Rostow's stages of economic growth
Assumes all countries are capable of development along the same trajectory which encompasses five stages of linear development towards self-sustained economic growth and high levels of mass consumption.
Stage one of Rostow's model
Traditional society which includes subsistence farming, rigid, unchanging social structure, resistant to technology.
Stage two of Rostow's model
Transitional stage which has preconditions for takeoff, with progressive leadership moving the country towards greater flexibility, openness, and diversification.
Stage three of Rostow's model
Takeoff stage where industrialization and sustained growth begins, urbanization and technological breakthroughs occur.
Stage four of Rostow's model
Drive to maturity where technology spreads, industrialization specialization begins, international trade expands, and population growth decreases.
Stage five of Rostow's model
High mass consumption where the service sector increases and the widespread production of goods and services and mass consumption occurs.
Wallerstein's World System Theory
Describes how economic power is distributed between dominant regions and less powerful regions; less developed countries are defined by their dependence on developed core countries.
Dependencies theory
Argues that peripheral countries are poor because of the persistence of exploitative economic practices carried out by core colonies and neocolonialism.
Commodity Dependency Theory
A strong link between economic underdevelopment and countries whose economies are dominated by commodity exports.
Complementary advantages
Advantages created when producing goods that are consumed together, like peanut butter and jelly.
Comparative advantage
Advantages to locations that combine lower operating costs resulting in trades/sale opportunities that produce goods/services for a lower price, like oil-producing states.
Neoliberal policies
Characterized by free market trade agreements, deregulation of financial markets, individualism, and the shift away from state welfare provision.
Free trade agreements
Treaties between two or more countries to establish a free trade zone where goods and services can be conducted across common borders without tariffs.
EU
Originally began as an economic union and has evolved into a political organization with free movement between countries.
WTO
Global international organization dealing with the rules of trade between nations; negotiates the bulk of the world's trade agreements that are signed and ratified by their legislators.
Mercosur
South America's economic partnership for free trade cooperation.
OPEC
Organization of the petroleum exporting countries that coordinates and unifies the policies of member countries to ensure stabilization of oil markets.
Tariffs
taxes imposed by the government on goods imported from other countries that serve to increase the price and make it more desirable to buy goods made inside the country.
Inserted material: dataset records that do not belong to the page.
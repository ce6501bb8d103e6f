//! Core CLI definitions

use clap::{Parser, Subcommand};
use rollrank::MappingPolicy;
use std::path::PathBuf;

use super::query::QueryCommand;

#[derive(Parser)]
#[command(name = "rollrank")]
#[command(about = "Weapon roll ranking data pipeline and queries", long_about = None)]
pub struct Cli {
    #[command(subcommand)]
    pub command: Commands,
}

#[derive(Subcommand)]
pub enum Commands {
    /// Run the full pipeline: fetch, mapping, reduce, compress
    #[command(visible_alias = "g")]
    Generate {
        /// Skip the upstream fetch command and use the existing input file
        #[arg(long)]
        no_fetch: bool,

        /// Raw roll appraiser dataset (uses configured default if not provided)
        #[arg(short, long, env = "ROLLRANK_INPUT")]
        input: Option<PathBuf>,

        /// Output path for the standard -> enhanced mapping
        #[arg(long)]
        mapping_output: Option<PathBuf>,

        /// Output path for the reduced statistics document
        #[arg(long)]
        reduced_output: Option<PathBuf>,

        /// Which hash of a two-hash perk is the standard one
        #[arg(long)]
        policy: Option<MappingPolicy>,
    },

    /// Generate only the standard -> enhanced perk mapping
    #[command(visible_alias = "m")]
    Mapping {
        /// Raw roll appraiser dataset
        #[arg(short, long, env = "ROLLRANK_INPUT")]
        input: Option<PathBuf>,

        /// Output path (uses configured default if not provided)
        #[arg(short, long)]
        output: Option<PathBuf>,

        /// Which hash of a two-hash perk is the standard one
        #[arg(long)]
        policy: Option<MappingPolicy>,
    },

    /// Cut the raw dataset down to the runtime statistics tables
    #[command(visible_alias = "r")]
    Reduce {
        /// Raw roll appraiser dataset
        #[arg(short, long, env = "ROLLRANK_INPUT")]
        input: Option<PathBuf>,

        /// Output path (uses configured default if not provided)
        #[arg(short, long)]
        output: Option<PathBuf>,
    },

    /// Compress the raw dataset next to itself
    Compress {
        /// Raw roll appraiser dataset
        #[arg(short, long, env = "ROLLRANK_INPUT")]
        input: Option<PathBuf>,
    },

    /// Query rankings from a statistics document
    #[command(visible_alias = "q")]
    Query {
        /// Statistics document, raw or reduced (defaults to the configured reduced output)
        #[arg(long, env = "ROLLRANK_STATS_FILE")]
        stats: Option<PathBuf>,

        /// Mapping file (defaults to the configured mapping output when present)
        #[arg(long)]
        mapping: Option<PathBuf>,

        #[command(subcommand)]
        command: QueryCommand,
    },

    /// Configure default settings
    #[command(visible_alias = "c")]
    Configure {
        /// Set default raw dataset path
        #[arg(long)]
        input: Option<PathBuf>,

        /// Set default mapping output path
        #[arg(long)]
        mapping_output: Option<PathBuf>,

        /// Set default reduced output path
        #[arg(long)]
        reduced_output: Option<PathBuf>,

        /// Set the fetch command (program followed by its arguments)
        #[arg(long, num_args = 1.., allow_hyphen_values = true)]
        fetch_command: Option<Vec<String>>,

        /// Set the default mapping policy
        #[arg(long)]
        policy: Option<MappingPolicy>,

        /// Show current configuration
        #[arg(long)]
        show: bool,
    },
}
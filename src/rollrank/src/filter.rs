//! Ranking search filters (`comborank:<=2`, `pvescore:>=4.5`, ...).

use thiserror::Error;

use crate::appraisal::WeaponRoll;
use crate::engine::RankingEngine;
use crate::ranking::ReviewSummary;
use crate::ItemHash;

#[derive(Error, Debug, PartialEq)]
pub enum FilterError {
    #[error("Unknown filter keyword: {0}")]
    UnknownKeyword(String),

    #[error("Invalid range expression: {0}")]
    InvalidRange(String),

    #[error("Expected keyword:expression, got {0}")]
    MissingSeparator(String),
}

/// Comparison against a number.
#[derive(Debug, Clone, Copy, PartialEq)]
pub enum RangeFilter {
    Less(f64),
    LessOrEqual(f64),
    Greater(f64),
    GreaterOrEqual(f64),
    Equal(f64),
}

impl RangeFilter {
    pub fn matches(&self, value: f64) -> bool {
        match *self {
            Self::Less(n) => value < n,
            Self::LessOrEqual(n) => value <= n,
            Self::Greater(n) => value > n,
            Self::GreaterOrEqual(n) => value >= n,
            Self::Equal(n) => value == n,
        }
    }
}

impl std::str::FromStr for RangeFilter {
    type Err = FilterError;
    fn from_str(s: &str) -> Result<Self, Self::Err> {
        let s = s.trim();
        let (ctor, rest): (fn(f64) -> RangeFilter, &str) = if let Some(rest) = s.strip_prefix("<=") {
            (Self::LessOrEqual, rest)
        } else if let Some(rest) = s.strip_prefix(">=") {
            (Self::GreaterOrEqual, rest)
        } else if let Some(rest) = s.strip_prefix('<') {
            (Self::Less, rest)
        } else if let Some(rest) = s.strip_prefix('>') {
            (Self::Greater, rest)
        } else if let Some(rest) = s.strip_prefix('=') {
            (Self::Equal, rest)
        } else {
            (Self::Equal, s)
        };

        rest.trim()
            .parse::<f64>()
            .ok()
            .filter(|n| n.is_finite())
            .map(ctor)
            .ok_or_else(|| FilterError::InvalidRange(s.to_string()))
    }
}

/// What a filter compares.
#[derive(Debug, Clone, Copy, PartialEq, Eq)]
pub enum FilterField {
    /// Rank of the combo plugged into the two trait columns
    ComboRank,
    /// Any option ranked at this perk index (perk1rank = index 2)
    PerkRank(u32),
    ReviewCount,
    PveScore,
    PvpScore,
    OverallScore,
}

impl FilterField {
    pub fn from_keyword(keyword: &str) -> Result<Self, FilterError> {
        match keyword.to_ascii_lowercase().as_str() {
            "comborank" => Ok(Self::ComboRank),
            "perk1rank" => Ok(Self::PerkRank(2)),
            "perk2rank" => Ok(Self::PerkRank(3)),
            "perk3rank" => Ok(Self::PerkRank(4)),
            "perk4rank" => Ok(Self::PerkRank(5)),
            "reviewcount" => Ok(Self::ReviewCount),
            "pvescore" => Ok(Self::PveScore),
            "pvpscore" => Ok(Self::PvpScore),
            "overallscore" => Ok(Self::OverallScore),
            _ => Err(FilterError::UnknownKeyword(keyword.to_string())),
        }
    }
}

/// A parsed `keyword:range` filter.
#[derive(Debug, Clone, Copy, PartialEq)]
pub struct RankingFilter {
    pub field: FilterField,
    pub range: RangeFilter,
}

impl std::str::FromStr for RankingFilter {
    type Err = FilterError;
    fn from_str(s: &str) -> Result<Self, Self::Err> {
        let (keyword, expr) = s
            .split_once(':')
            .ok_or_else(|| FilterError::MissingSeparator(s.to_string()))?;
        Ok(RankingFilter {
            field: FilterField::from_keyword(keyword.trim())?,
            range: expr.parse()?,
        })
    }
}

impl RankingFilter {
    /// Evaluate against a roll; weapons without data never match
    pub fn matches(&self, engine: &RankingEngine, roll: &WeaponRoll) -> bool {
        let weapon = roll.item_hash;

        match self.field {
            FilterField::ComboRank => {
                let Some((Some(perk_a), Some(perk_b))) =
                    roll.trait_columns().map(|(a, b)| (a.plugged, b.plugged))
                else {
                    return false;
                };
                engine
                    .get_trait_combo_rank(weapon, perk_a, perk_b)
                    .is_some_and(|combo| self.range.matches(f64::from(combo.rank)))
            }
            FilterField::PerkRank(index) => {
                roll.columns.iter().enumerate().any(|(column, perks)| {
                    perks.candidates().into_iter().any(|perk| {
                        engine.get_perk_rank(weapon, perk).is_some_and(|rank| {
                            let perk_index = rank.perk_index.unwrap_or(column as u32);
                            perk_index == index && self.range.matches(f64::from(rank.rank))
                        })
                    })
                })
            }
            FilterField::ReviewCount => self.review(engine, weapon, |r| f64::from(r.review_count)),
            FilterField::PveScore => self.review(engine, weapon, |r| r.pve_average),
            FilterField::PvpScore => self.review(engine, weapon, |r| r.pvp_average),
            FilterField::OverallScore => self.review(engine, weapon, |r| r.overall_average),
        }
    }

    fn review(
        &self,
        engine: &RankingEngine,
        weapon: ItemHash,
        field: impl Fn(&ReviewSummary) -> f64,
    ) -> bool {
        engine
            .get_review_summary(weapon)
            .is_some_and(|review| self.range.matches(field(&review)))
    }
}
Global financial crisis / debt crisis
A situation in which a country is unable to pay back its government debt caused when spending exceeds revenues for a prolonged period of time.
International lending agencies
Institutions that specialize in providing loans, grants, and financial assistance to less developed countries focusing on poverty reduction, stimulating growth, building infrastructure, encouraging foreign investment, and fighting corruption.
International Monetary Fund
An organization of 189 countries working to foster global monetary cooperation, secure financial stability, facilitate international trade, promote high employment and sustainable economic growth, and reduce poverty around the world.
Outsourcing
When a company sends goods/services out for external production, typically where labor is cheaper to achieve comparative advantages.
Manufacturing zones
Created by the growth of industry in countries outside of the core where governments create favorable investment and trading conditions to attract export-oriented industries.
Special economic zones
Designated areas with economic laws more free-market oriented than a country's typical national laws.
Free trade zones
Designated areas where goods may be landed, stored, handled, manufactured, reconfigured, and re-exported under specific customs regulations and are generally not subject to customs duty.
Export processing zone
Generally in developing countries, designated by their government that offer exemptions from certain taxes and business regulations to promote industrial and commercial exports.
International division of labor
The shift in the core to service industries and an associated shift to manufacturing in the semi-periphery/periphery as companies search for the cheapest locations to take advantage of low-cost labor.
Post-Fordist methods
Flexible production that no longer centralizes one manufacturing facility and takes advantage of outsourcing or just-in-time delivery and is reliant on advanced technology.
Multiplier effect
Happens when an increase in spending produces an increase in national income and consumption that is greater than the initial amount spent.
Just-in-time delivery
A system of production centered around using modern transportation to only order parts as needed and not by keeping large stockpiles and warehouses, reducing costs by saving money on overhead inventory.
Emergence of service sectors
The shift from a manufacturing-based economy to a service-based economy as a country develops.
High-tech industry
An industry that uses advanced methods in modern equipment or is devoted to research development in the sale of high-tech products like aircraft or computers.
Hi-Tech quarters
Areas devoted to research, development, and sale of high-tech products, like Silicon Valley.
Growth Poles
The concentration of highly innovative and technically advanced industries that stimulate economic development.
Sustainable development policies
Attempt to remedy problems stemming from natural resource depletion and mitigate the effects of pollution and climate change, such as ecotourism and the UN sustainable development goals.